How many of you remember when teacher Bob House from Georgia won a million dollars on “Who Wants to be a Millionaire?”  If you looked him up to see how wealth had impacted his life, you would find both Bob and his wife still teaching since that is what they were called to do.

But what you don’t hear are the everyday stories that are so real to all of us in education.  What about the math teacher that realized a particular student never had pencils or paper? The only thing this child knew to do was put his head down while the others practiced. Yet, he had been placed under the eyes of a teacher that cared more for this child and his ability to learn than she cared about the lack of resources his parents provided.

She would walk by his desk and say, “Oh, let me help you with the first problem because these are actually fun when you get going.”  She just happened to have a stack of paper in her hand - enough to last the child the rest of the day- that she would leave on his desk as she moved on to help other children.  The other students never noticed.   Yes, she could have ranted about irresponsibility or just let the child take zeros, but she cared more about the welfare of a child than her money. I’m glad I know this person!

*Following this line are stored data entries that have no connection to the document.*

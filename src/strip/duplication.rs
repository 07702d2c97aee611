//! Vertex duplication for texture seams.
//!
//! A vertex shared by faces that disagree on its texture coordinate cannot be
//! a single entry in the vertex buffer. The first texture coordinate a vertex
//! is seen with keeps the original slot; every other distinct coordinate gets
//! one extra slot appended after the original vertices, and every face corner
//! using that (vertex, coordinate) pair is redirected to it.

use std::collections::HashMap;

use crate::mesh::VertexId;
use crate::model::FaceCorners;

/// An extra vertex slot: a copy of `vertex` carrying texture coordinate `tex_coord`.
#[derive(Debug, Clone, Copy, PartialEq, Eq)]
pub struct Duplication {
    /// The original vertex whose position and normal are copied.
    pub vertex: VertexId,
    /// The texture-coordinate index the copy carries.
    pub tex_coord: u32,
}

/// Assigns deduplicated extra vertex slots during loading.
///
/// Slot numbers depend only on the order faces are recorded in, so
/// recording the same faces in the same order always yields the same slots.
#[derive(Debug, Clone)]
pub struct DuplicationTracker {
    /// Texture coordinate each original vertex was first claimed with.
    first_tex_coord: Vec<Option<u32>>,
    /// Duplicates in creation order; record `i` lives at slot `base + i`.
    records: Vec<Duplication>,
    lookup: HashMap<(VertexId, u32), usize>,
}

impl DuplicationTracker {
    /// Create a tracker for a mesh with `base_vertex_count` original vertices.
    pub fn new(base_vertex_count: usize) -> Self {
        Self {
            first_tex_coord: vec![None; base_vertex_count],
            records: Vec::new(),
            lookup: HashMap::new(),
        }
    }

    /// Number of original vertices.
    #[inline]
    pub fn base_vertex_count(&self) -> usize {
        self.first_tex_coord.len()
    }

    /// Resolve the vertex slot for `vertex` used with `tex_coord`.
    ///
    /// Returns the original index when the vertex is unclaimed (claiming it)
    /// or already claimed with the same coordinate, and a duplicate slot
    /// otherwise.
    pub fn resolve(&mut self, vertex: VertexId, tex_coord: u32) -> u32 {
        let claimed = &mut self.first_tex_coord[vertex.index()];
        match *claimed {
            None => {
                *claimed = Some(tex_coord);
                vertex.raw()
            }
            Some(first) if first == tex_coord => vertex.raw(),
            Some(_) => {
                let base = self.first_tex_coord.len();
                let records = &mut self.records;
                let record = *self.lookup.entry((vertex, tex_coord)).or_insert_with(|| {
                    records.push(Duplication { vertex, tex_coord });
                    records.len() - 1
                });
                (base + record) as u32
            }
        }
    }

    /// Record all three corners of a face, rewriting its vertex indices in
    /// place where a duplicate is needed.
    ///
    /// The corners must still hold original vertex indices.
    pub fn record_face(&mut self, corners: &mut FaceCorners) {
        for slot in 0..3 {
            let vertex = VertexId::new(corners.vertices[slot] as usize);
            corners.vertices[slot] = self.resolve(vertex, corners.tex_coords[slot]);
        }
    }

    /// The duplicates created so far, in slot order.
    #[inline]
    pub fn records(&self) -> &[Duplication] {
        &self.records
    }

    /// Original vertices plus duplicates.
    #[inline]
    pub fn expanded_vertex_count(&self) -> usize {
        self.base_vertex_count() + self.records.len()
    }

    /// Consume the tracker, keeping only the duplicate list.
    pub fn into_records(self) -> Vec<Duplication> {
        self.records
    }
}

J. Bradley-Assistant Principal at Fairland High School in Proctorville, Ohio said, “Schools don't teach values? The critics are dead wrong. Public education provides more Sunday School teachers than any other profession.  You want heroes?  For millions of kids, the hug they get from a teacher is the only hug they will get that day because the nation is living through the worst parenting in history.  A Michigan principal moved me to tears with the story of her attempt to rescue a badly abused little boy who doted on a stuffed animal on her desk ... one that said ‘I love you!’  He said he'd never been told that at home. This is a constant in today's society ...  two million unwanted, unloved, abused children in the public schools, the only institution that takes them all in.”

Teachers spend from five hundred to a thousand dollars a year (varies by grade levels and school systems) out of their own pockets for student necessities and other items to make their classrooms function smoothly.  I’m aware of times (too numerous to count) a teacher has paid for a child to go on a particular field trip, paid for lunch, or covered the cost of supplies needed for projects - or band - or books -or whatever - so a child would not experience being left out. 

I know teachers that give their own time to help struggling students after school. I know teachers that meet over and over with parents that need a listening ear, or with DSS workers to get help for an abuse case.  Teachers leave their day jobs to go home and spend another three to four hours grading papers, reading essays,  making powerpoints, calling parents, and finalizing tomorrow’s work (because we all know “if you fail to plan, plan to fail.”)  On the weekends they spend countless hours developing the next week’s curriculum and constructing tests to match the standards.  It has been proven over and over teachers work more hours in nine months than the average 40-hour employee does in a year.  At least the effective ones do.  And, please don’t even say we have our summers free!

Things are certainly different than they were when I began in this profession. Teachers are having to work harder, work smarter, and invest more and more of themselves into the young lives sitting in their classrooms. Yes, I LOVE teachers, I am thankful for the dedicated ones, and I wish them all a Happy Valentine’s Day.